BIOLOGY AND BIOLOGICAL CONTROL OF ROOT DISEASES OF WHEAT, BARLEY AND BIOFUEL BRASSICAS
Location: Root Disease and Biological Control Research
Title: Population structure and diversity of phenazine-1-carboxylic acid producing fluorescent pseudomonas spp. from dryland cereal fields of central Washington State (U.S.)
Submitted to: Microbial Ecology
Publication Type: Peer Reviewed Journal
Publication Acceptance Date: January 20, 2012
Publication Date: March 2, 2012
Citation: Parejko, J.A., Mavrodi, D.V., Mavrodi, O.V., Weller, D.M., Thomashow, L.S. 2012. Population structure and diversity of phenazine-1-carboxylic acid producing fluorescent pseudomonas spp. from dryland cereal fields of central Washington State (U.S.). Microbial Ecology. 64:226-241.

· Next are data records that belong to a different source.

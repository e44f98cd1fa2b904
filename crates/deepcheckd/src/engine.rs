use deepcheck_core::{shared_detector, DetectError, DetectionReport, DetectorConfig, ErrorKind};
use std::path::{Path, PathBuf};
use thiserror::Error;
use tokio::sync::{mpsc, oneshot};

#[derive(Error, Debug)]
pub enum EngineError {
    #[error(transparent)]
    Detect(#[from] DetectError),
    #[error("failed to spawn engine thread: {0}")]
    Spawn(std::io::Error),
    #[error("engine thread exited")]
    ChannelClosed,
}

impl EngineError {
    pub fn kind(&self) -> ErrorKind {
        match self {
            EngineError::Detect(e) => e.kind(),
            EngineError::Spawn(_) | EngineError::ChannelClosed => ErrorKind::Processing,
        }
    }
}

/// Messages sent from D-Bus handlers to the engine thread.
enum EngineRequest {
    DetectImage {
        bytes: Vec<u8>,
        reply: oneshot::Sender<Result<DetectionReport, EngineError>>,
    },
    DetectVideo {
        path: PathBuf,
        max_frames: usize,
        reply: oneshot::Sender<Result<DetectionReport, EngineError>>,
    },
}

/// Clone-safe handle to the engine thread.
#[derive(Clone)]
pub struct EngineHandle {
    tx: mpsc::Sender<EngineRequest>,
}

impl EngineHandle {
    /// Classify encoded image bytes.
    pub async fn detect_image(&self, bytes: Vec<u8>) -> Result<DetectionReport, EngineError> {
        let (reply_tx, reply_rx) = oneshot::channel();
        self.tx
            .send(EngineRequest::DetectImage { bytes, reply: reply_tx })
            .await
            .map_err(|_| EngineError::ChannelClosed)?;
        reply_rx.await.map_err(|_| EngineError::ChannelClosed)?
    }

    /// Sample and classify the video at `path`.
    pub async fn detect_video(&self, path: PathBuf, max_frames: usize) -> Result<DetectionReport, EngineError> {
        let (reply_tx, reply_rx) = oneshot::channel();
        self.tx
            .send(EngineRequest::DetectVideo {
                path,
                max_frames,
                reply: reply_tx,
            })
            .await
            .map_err(|_| EngineError::ChannelClosed)?;
        reply_rx.await.map_err(|_| EngineError::ChannelClosed)?
    }
}

/// Spawn the engine on a dedicated OS thread.
///
/// Requests are served one at a time. The shared detector is built on the
/// first request, so a missing model surfaces as a processing error on
/// that request rather than at startup.
pub fn spawn_engine(config: DetectorConfig) -> Result<EngineHandle, EngineError> {
    let (tx, mut rx) = mpsc::channel::<EngineRequest>(4);

    std::thread::Builder::new()
        .name("deepcheck-engine".into())
        .spawn(move || {
            tracing::info!("engine thread started");
            while let Some(req) = rx.blocking_recv() {
                match req {
                    EngineRequest::DetectImage { bytes, reply } => {
                        let result = run_image(&config, &bytes);
                        let _ = reply.send(result.map_err(EngineError::from));
                    }
                    EngineRequest::DetectVideo {
                        path,
                        max_frames,
                        reply,
                    } => {
                        let result = run_video(&config, &path, max_frames);
                        let _ = reply.send(result.map_err(EngineError::from));
                    }
                }
            }
            tracing::info!("engine thread exiting");
        })
        .map_err(EngineError::Spawn)?;

    Ok(EngineHandle { tx })
}

fn run_image(config: &DetectorConfig, bytes: &[u8]) -> Result<DetectionReport, DetectError> {
    // Reject undecodable uploads before paying for model construction.
    image::guess_format(bytes)?;
    shared_detector(config)?.detect_image(bytes)
}

fn run_video(config: &DetectorConfig, path: &Path, max_frames: usize) -> Result<DetectionReport, DetectError> {
    let mut source = deepcheck_media::open_video(path)?;
    shared_detector(config)?.detect_video(source.as_mut(), max_frames)
}

#[cfg(test)]
mod tests {
    use super::*;
    use deepcheck_core::VideoError;

    fn missing_models() -> DetectorConfig {
        DetectorConfig {
            model_dir: PathBuf::from("/nonexistent/deepcheck-models"),
            ..DetectorConfig::default()
        }
    }

    #[tokio::test]
    async fn test_garbage_image_is_input_error() {
        let engine = spawn_engine(missing_models()).unwrap();
        let err = engine.detect_image(b"not an image".to_vec()).await.unwrap_err();
        assert_eq!(err.kind(), ErrorKind::Input);
    }

    #[tokio::test]
    async fn test_missing_video_is_input_error() {
        let engine = spawn_engine(missing_models()).unwrap();
        let err = engine
            .detect_video(PathBuf::from("/nonexistent/clip.gif"), 10)
            .await
            .unwrap_err();
        assert!(matches!(err, EngineError::Detect(DetectError::Video(VideoError::NotFound(_)))));
        assert_eq!(err.kind(), ErrorKind::Input);
    }

    #[tokio::test]
    async fn test_missing_model_is_processing_error() {
        let dir = tempfile::tempdir().unwrap();
        let path = dir.path().join("face.png");
        image::RgbImage::new(8, 8).save(&path).unwrap();
        let bytes = std::fs::read(&path).unwrap();

        let engine = spawn_engine(missing_models()).unwrap();
        let err = engine.detect_image(bytes).await.unwrap_err();
        assert_eq!(err.kind(), ErrorKind::Processing);
    }
}
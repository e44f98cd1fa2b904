//! deepcheck-media — Video frame sources for the detection pipeline.
//!
//! Provides [`VideoSource`] implementations for container files decoded
//! by ffmpeg, animated GIFs and directories of still frames, plus
//! [`open_video`] to pick one by path.

pub mod container;
pub mod gif;
pub mod sequence;

use deepcheck_core::{VideoError, VideoSource};
use std::path::Path;

pub use container::ContainerVideo;
pub use gif::GifVideo;
pub use sequence::FrameSequence;

/// Open `path` as a video: a directory is a frame sequence, a `.gif` file
/// is an animated GIF and a known container extension goes through ffmpeg.
/// Anything else is unsupported.
pub fn open_video(path: &Path) -> Result<Box<dyn VideoSource>, VideoError> {
    if !path.exists() {
        return Err(VideoError::NotFound(path.display().to_string()));
    }

    if path.is_dir() {
        return Ok(Box::new(FrameSequence::open(path)?));
    }

    let ext = path
        .extension()
        .and_then(|e| e.to_str())
        .map(|e| e.to_ascii_lowercase())
        .unwrap_or_default();

    match ext.as_str() {
        "gif" => Ok(Box::new(GifVideo::open(path)?)),
        ext if container::CONTAINER_EXTENSIONS.contains(&ext) => Ok(Box::new(ContainerVideo::open(path)?)),
        _ => Err(VideoError::Unsupported(format!(
            "{} (supported: {}, animated .gif, directory of frames)",
            path.display(),
            container::CONTAINER_EXTENSIONS.join(", ")
        ))),
    }
}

Interpretive Summary: Certain strains of beneficial bacteria that grow on roots produce phenazine antibiotics that protect crop plants against a wide variety of fungal pathogens. In 2007 and 2008 we isolated 412 phenazine-producing (Phz+) strains from roots of wheat and barley grown in the low-precipitation region (less than 350 mm annual precipitation) of central Washington State. As a first step towards determining the contribution of these strains to plant health and productivity, a variety of genetic and biochemical tests were performed to determine the relationships of these isolates to each other, to other bacteria, and to the model biological control strain 2-79. Based on results of genomic fingerprinting analysis the new isolates, as well as the model strain 2-79, were assigned to 31 distinct groups separated into four clusters. DNA sequence analysis indicated that all of the isolates are related to Pseudomonas fluorescens group of related species and that the phenazine genes of most of the strains are similar to those of strain 2-79. However, there was considerable diversity among the isolates in their ability to grow under a variety of conditions and in their ability to produce the phenazine antibiotic. Collectively, the results of this study reveal greater diversity among phenazine producers than has previously been reported and provide a foundation for further analysis of these new strains.
Certain strains of the rhizosphere bacterium Pseudomonas fluorescens contain the phenazine biosynthesis operon (phzABCEDF) and produce redox-active phenazine antibiotics that suppress a wide variety of soilborne plant pathogens. In 2007 and 2008 we isolated 412 phenazine-producing (Phz+) fluorescent Pseudomonas strains from roots of dryland wheat and barley grown in the low-precipitation region (< 350 mm annual precipitation) of central Washington State. Based on results of BOX-PCR genomic fingerprinting analysis these isolates, as well as the model biocontrol Phz+ strain P. fluorescens 2-79, were assigned to 31 distinct genotypes separated into four clusters. All of the isolates exhibited high 16S rDNA sequence similarity to members of the P. fluorescens species complex including P. orientalis, P. gessardii, P. libanensis, and P. synxantha. Further recA-based sequence analyses revealed that the majority of new Phz+ isolates (386 of 413) form a clade distinctly separated from P. fluorescens 2-79. Analysis of phzF alleles, however, revealed that the majority of those isolates (280 of 386) carried phenazine biosynthesis genes highly similar to those of P. fluorescens 2-79. phzF-based analyses also revealed that phenazine genes were under purifying selection and showed evidence of intra-cluster recombination. Phenotypic analyses using Biolog substrate utilization and observations of PCA production showed considerable variability amongst members of all four clusters. In summary, this study revealed a genotypically and phenotypically diverse group of phenazine producers with a population structure not seen before in indigenous rhizosphere-inhabiting Phz+ Pseudomonas spp.